Directions for this task = Show all lines of the listing that contain the word "between".
[[ Material for this task, beginning ]]
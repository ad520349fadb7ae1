//! Per-field rendezvous objects between the lexer and downstream consumers.
//!
//! Two variants exist. A [`SingleSink`] resolves exactly once, releasing
//! every task awaiting it. A [`StreamSink`] appends fragments to a grow-only
//! log that fans out to any number of [`StreamIter`] cursors, including
//! cursors created after the stream already closed, which replay the full
//! sequence.
//!
//! All mutation happens synchronously inside the demultiplexer's `feed_*`
//! calls; waiters are released through a [`Notify`], which schedules their
//! wake-ups instead of running them inline, so terminating a sink never
//! re-enters the lexer.

use std::sync::{Arc, Mutex, MutexGuard, PoisonError};

use tokio::sync::Notify;

use crate::error::DemuxError;

fn lock<T>(mutex: &Mutex<T>) -> MutexGuard<'_, T> {
    mutex.lock().unwrap_or_else(PoisonError::into_inner)
}

// ------------------------------------------------------------------------
// Single
// ------------------------------------------------------------------------

#[derive(Debug)]
enum SingleState<T> {
    Pending,
    Resolved(T),
    Failed(DemuxError),
}

#[derive(Debug)]
struct SingleShared<T> {
    state: Mutex<SingleState<T>>,
    notify: Notify,
}

/// A sink that resolves to one value exactly once.
///
/// Any number of tasks may await the same sink; they all observe the same
/// value or error, and awaiting after the sink is terminal returns
/// immediately. Cloning the sink clones the handle, not the state.
///
/// # Examples
///
/// ```
/// # #[tokio::main(flavor = "current_thread")]
/// # async fn main() {
/// use jsondemux::{SingleSink, Value};
///
/// let sink: SingleSink<Value> = SingleSink::new();
/// sink.resolve(Value::Integer(7)).unwrap();
/// assert_eq!(sink.value().await.unwrap(), Value::Integer(7));
/// # }
/// ```
#[derive(Debug)]
pub struct SingleSink<T> {
    shared: Arc<SingleShared<T>>,
}

impl<T> Clone for SingleSink<T> {
    fn clone(&self) -> Self {
        Self {
            shared: Arc::clone(&self.shared),
        }
    }
}

impl<T> Default for SingleSink<T> {
    fn default() -> Self {
        Self::new()
    }
}

impl<T> SingleSink<T> {
    /// Creates a pending sink.
    #[must_use]
    pub fn new() -> Self {
        Self {
            shared: Arc::new(SingleShared {
                state: Mutex::new(SingleState::Pending),
                notify: Notify::new(),
            }),
        }
    }

    /// Resolves the sink, releasing all awaiters with `value`.
    ///
    /// # Errors
    ///
    /// [`DemuxError::AlreadyTerminal`] if the sink was resolved or failed
    /// before.
    pub fn resolve(&self, value: T) -> Result<(), DemuxError> {
        {
            let mut state = lock(&self.shared.state);
            if !matches!(*state, SingleState::Pending) {
                return Err(DemuxError::AlreadyTerminal);
            }
            *state = SingleState::Resolved(value);
        }
        self.shared.notify.notify_waiters();
        Ok(())
    }

    /// Fails the sink, releasing all awaiters with `error`.
    ///
    /// # Errors
    ///
    /// [`DemuxError::AlreadyTerminal`] if the sink was resolved or failed
    /// before.
    pub fn fail(&self, error: DemuxError) -> Result<(), DemuxError> {
        {
            let mut state = lock(&self.shared.state);
            if !matches!(*state, SingleState::Pending) {
                return Err(DemuxError::AlreadyTerminal);
            }
            *state = SingleState::Failed(error);
        }
        self.shared.notify.notify_waiters();
        Ok(())
    }

    /// Returns `true` once the sink has resolved or failed.
    #[must_use]
    pub fn is_terminal(&self) -> bool {
        !matches!(*lock(&self.shared.state), SingleState::Pending)
    }
}

impl<T: Clone> SingleSink<T> {
    /// Non-blocking snapshot: `None` while pending, the outcome otherwise.
    #[must_use]
    pub fn try_value(&self) -> Option<Result<T, DemuxError>> {
        match &*lock(&self.shared.state) {
            SingleState::Pending => None,
            SingleState::Resolved(v) => Some(Ok(v.clone())),
            SingleState::Failed(e) => Some(Err(e.clone())),
        }
    }

    /// Waits until the sink is terminal and returns its outcome.
    ///
    /// # Errors
    ///
    /// The error the sink was failed with.
    pub async fn value(&self) -> Result<T, DemuxError> {
        loop {
            // Register interest before checking so a terminal transition
            // between the check and the await is not missed.
            let notified = self.shared.notify.notified();
            if let Some(outcome) = self.try_value() {
                return outcome;
            }
            notified.await;
        }
    }
}

// ------------------------------------------------------------------------
// Stream
// ------------------------------------------------------------------------

#[derive(Debug)]
struct StreamState<T> {
    log: Vec<T>,
    /// `None` while open, `Some(Ok(()))` after `close`, `Some(Err(_))` after
    /// `fail`.
    terminal: Option<Result<(), DemuxError>>,
}

#[derive(Debug)]
struct StreamShared<T> {
    state: Mutex<StreamState<T>>,
    notify: Notify,
}

/// A sink that emits an ordered, replayable sequence of fragments.
///
/// Fragments accumulate in a grow-only log; every [`StreamIter`] walks the
/// log from its own cursor, so iterators attached after the stream closed
/// still observe the complete sequence. Memory is proportional to the total
/// fragment count.
///
/// # Examples
///
/// ```
/// # #[tokio::main(flavor = "current_thread")]
/// # async fn main() {
/// use jsondemux::StreamSink;
///
/// let sink: StreamSink<String> = StreamSink::new();
/// sink.push("he".to_owned()).unwrap();
/// sink.push("llo".to_owned()).unwrap();
/// sink.close().unwrap();
///
/// let mut out = String::new();
/// let mut iter = sink.iter();
/// while let Some(fragment) = iter.next().await {
///     out.push_str(&fragment.unwrap());
/// }
/// assert_eq!(out, "hello");
/// # }
/// ```
#[derive(Debug)]
pub struct StreamSink<T> {
    shared: Arc<StreamShared<T>>,
}

impl<T> Clone for StreamSink<T> {
    fn clone(&self) -> Self {
        Self {
            shared: Arc::clone(&self.shared),
        }
    }
}

impl<T> Default for StreamSink<T> {
    fn default() -> Self {
        Self::new()
    }
}

impl<T> StreamSink<T> {
    /// Creates an open, empty stream.
    #[must_use]
    pub fn new() -> Self {
        Self {
            shared: Arc::new(StreamShared {
                state: Mutex::new(StreamState {
                    log: Vec::new(),
                    terminal: None,
                }),
                notify: Notify::new(),
            }),
        }
    }

    /// Appends a fragment and wakes blocked iterators.
    ///
    /// # Errors
    ///
    /// [`DemuxError::AlreadyTerminal`] if the stream is closed or failed.
    pub fn push(&self, fragment: T) -> Result<(), DemuxError> {
        {
            let mut state = lock(&self.shared.state);
            if state.terminal.is_some() {
                return Err(DemuxError::AlreadyTerminal);
            }
            state.log.push(fragment);
        }
        self.shared.notify.notify_waiters();
        Ok(())
    }

    /// Marks the stream complete; iterators terminate after draining.
    ///
    /// # Errors
    ///
    /// [`DemuxError::AlreadyTerminal`] if the stream is closed or failed.
    pub fn close(&self) -> Result<(), DemuxError> {
        self.terminate(Ok(()))
    }

    /// Marks the stream failed; iterators observe `error` after draining the
    /// fragments pushed before the failure.
    ///
    /// # Errors
    ///
    /// [`DemuxError::AlreadyTerminal`] if the stream is closed or failed.
    pub fn fail(&self, error: DemuxError) -> Result<(), DemuxError> {
        self.terminate(Err(error))
    }

    fn terminate(&self, terminal: Result<(), DemuxError>) -> Result<(), DemuxError> {
        {
            let mut state = lock(&self.shared.state);
            if state.terminal.is_some() {
                return Err(DemuxError::AlreadyTerminal);
            }
            state.terminal = Some(terminal);
        }
        self.shared.notify.notify_waiters();
        Ok(())
    }

    /// Returns `true` once the stream has closed or failed.
    #[must_use]
    pub fn is_terminal(&self) -> bool {
        lock(&self.shared.state).terminal.is_some()
    }

    /// A cursor over the fragment log, starting from the first fragment.
    #[must_use]
    pub fn iter(&self) -> StreamIter<T> {
        StreamIter {
            shared: Arc::clone(&self.shared),
            cursor: 0,
            done: false,
        }
    }
}

impl<T: Clone> StreamSink<T> {
    /// Non-blocking snapshot of all fragments pushed so far.
    #[must_use]
    pub fn fragments(&self) -> Vec<T> {
        lock(&self.shared.state).log.clone()
    }
}

/// An asynchronous cursor over a [`StreamSink`]'s fragment log.
///
/// At the live tail the cursor suspends until the stream grows or
/// terminates. After a failure the error is yielded once, then the cursor is
/// exhausted.
#[derive(Debug)]
pub struct StreamIter<T> {
    shared: Arc<StreamShared<T>>,
    cursor: usize,
    done: bool,
}

impl<T: Clone> StreamIter<T> {
    /// Waits for the next fragment.
    ///
    /// Returns `None` once the stream closed and all fragments were
    /// delivered, and `Some(Err(_))` exactly once if the stream failed.
    pub async fn next(&mut self) -> Option<Result<T, DemuxError>> {
        if self.done {
            return None;
        }
        loop {
            let notified = self.shared.notify.notified();
            {
                let state = lock(&self.shared.state);
                if self.cursor < state.log.len() {
                    let fragment = state.log[self.cursor].clone();
                    self.cursor += 1;
                    return Some(Ok(fragment));
                }
                match &state.terminal {
                    Some(Ok(())) => {
                        self.done = true;
                        return None;
                    }
                    Some(Err(error)) => {
                        self.done = true;
                        return Some(Err(error.clone()));
                    }
                    None => {}
                }
            }
            notified.await;
        }
    }
}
[[ Material for this task, end ]]
Worked solution =
//! Per-field rendezvous objects between the lexer and downstream consumers.
            // between the check and the await is not missed.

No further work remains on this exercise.